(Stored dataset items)

---+---

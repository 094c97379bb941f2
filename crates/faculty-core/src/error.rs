//! Error types for faculty-core

use thiserror::Error;

use crate::model::{AuthorshipLink, PersonId, PublicationId};

/// Result type alias for faculty operations
pub type Result<T> = std::result::Result<T, FacultyError>;

/// Main error type for faculty operations
#[derive(Error, Debug)]
pub enum FacultyError {
    /// A publication must have at least one author
    #[error("Author list is empty")]
    EmptyAuthorList,

    /// Author ids that are not known persons, in first-occurrence order
    #[error("Unknown author ids: {}", join_ids(.0))]
    UnknownAuthor(Vec<PersonId>),

    /// Authorship link references a person that does not exist
    #[error("Unknown person: {0}")]
    UnknownPerson(PersonId),

    /// Authorship link references a publication that does not exist
    #[error("Unknown publication: {0}")]
    UnknownPublication(PublicationId),

    /// Value outside a closed enumeration
    #[error("Invalid {kind} value: {value:?}")]
    InvalidEnumValue { kind: &'static str, value: String },

    /// The (person, publication) pair is already linked
    #[error("Person {person_id} is already linked to publication {publication_id}")]
    UniquenessViolation {
        person_id: PersonId,
        publication_id: PublicationId,
    },

    /// No authorship link with the given key exists
    #[error("Authorship link not found: {0}")]
    LinkNotFound(AuthorshipLink),

    /// Stored or supplied date is not a calendar date
    #[error("Invalid date: {0}")]
    InvalidDate(String),

    /// Configuration could not be read or parsed
    #[error("Config error: {0}")]
    Config(String),

    /// Underlying database failure
    #[error("Storage error: {0}")]
    Storage(String),

    #[error("IO error: {0}")]
    Io(#[from] std::io::Error),
}

impl FacultyError {
    /// Whether the registrar rejected its input before touching storage.
    pub fn is_validation(&self) -> bool {
        matches!(self, Self::EmptyAuthorList | Self::UnknownAuthor(_))
    }

    /// Whether the integrity guard rejected an authorship write.
    pub fn is_referential(&self) -> bool {
        matches!(self, Self::UnknownPerson(_) | Self::UnknownPublication(_))
    }
}

impl From<rusqlite::Error> for FacultyError {
    fn from(e: rusqlite::Error) -> Self {
        FacultyError::Storage(e.to_string())
    }
}

fn join_ids(ids: &[PersonId]) -> String {
    ids.iter()
        .map(|id| id.to_string())
        .collect::<Vec<_>>()
        .join(", ")
}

---+---

● **Task prompt**
Type out the entries exactly as they appear above.

● **Answer below**
repository 094c97379bb941f2
filename crates/faculty-core/src/error.rs
//! Error types for faculty-core

use thiserror::Error;

use crate::model::{AuthorshipLink, PersonId, PublicationId};

/// Result type alias for faculty operations
pub type Result<T> = std::result::Result<T, FacultyError>;

/// Main error type for faculty operations
#[derive(Error, Debug)]
pub enum FacultyError {
    /// A publication must have at least one author
    #[error("Author list is empty")]
    EmptyAuthorList,

    /// Author ids that are not known persons, in first-occurrence order
    #[error("Unknown author ids: {}", join_ids(.0))]
    UnknownAuthor(Vec<PersonId>),

    /// Authorship link references a person that does not exist
    #[error("Unknown person: {0}")]
    UnknownPerson(PersonId),

    /// Authorship link references a publication that does not exist
    #[error("Unknown publication: {0}")]
    UnknownPublication(PublicationId),

    /// Value outside a closed enumeration
    #[error("Invalid {kind} value: {value:?}")]
    InvalidEnumValue { kind: &'static str, value: String },

    /// The (person, publication) pair is already linked
    #[error("Person {person_id} is already linked to publication {publication_id}")]
    UniquenessViolation {
        person_id: PersonId,
        publication_id: PublicationId,
    },

    /// No authorship link with the given key exists
    #[error("Authorship link not found: {0}")]
    LinkNotFound(AuthorshipLink),

    /// Stored or supplied date is not a calendar date
    #[error("Invalid date: {0}")]
    InvalidDate(String),

    /// Configuration could not be read or parsed
    #[error("Config error: {0}")]
    Config(String),

    /// Underlying database failure
    #[error("Storage error: {0}")]
    Storage(String),

    #[error("IO error: {0}")]
    Io(#[from] std::io::Error),
}

impl FacultyError {
    /// Whether the registrar rejected its input before touching storage.
    pub fn is_validation(&self) -> bool {
        matches!(self, Self::EmptyAuthorList | Self::UnknownAuthor(_))
    }

    /// Whether the integrity guard rejected an authorship write.
    pub fn is_referential(&self) -> bool {
        matches!(self, Self::UnknownPerson(_) | Self::UnknownPublication(_))
    }
}

impl From<rusqlite::Error> for FacultyError {
    fn from(e: rusqlite::Error) -> Self {
        FacultyError::Storage(e.to_string())
    }
}

fn join_ids(ids: &[PersonId]) -> String {
    ids.iter()
        .map(|id| id.to_string())
        .collect::<Vec<_>>()
        .join(", ")
}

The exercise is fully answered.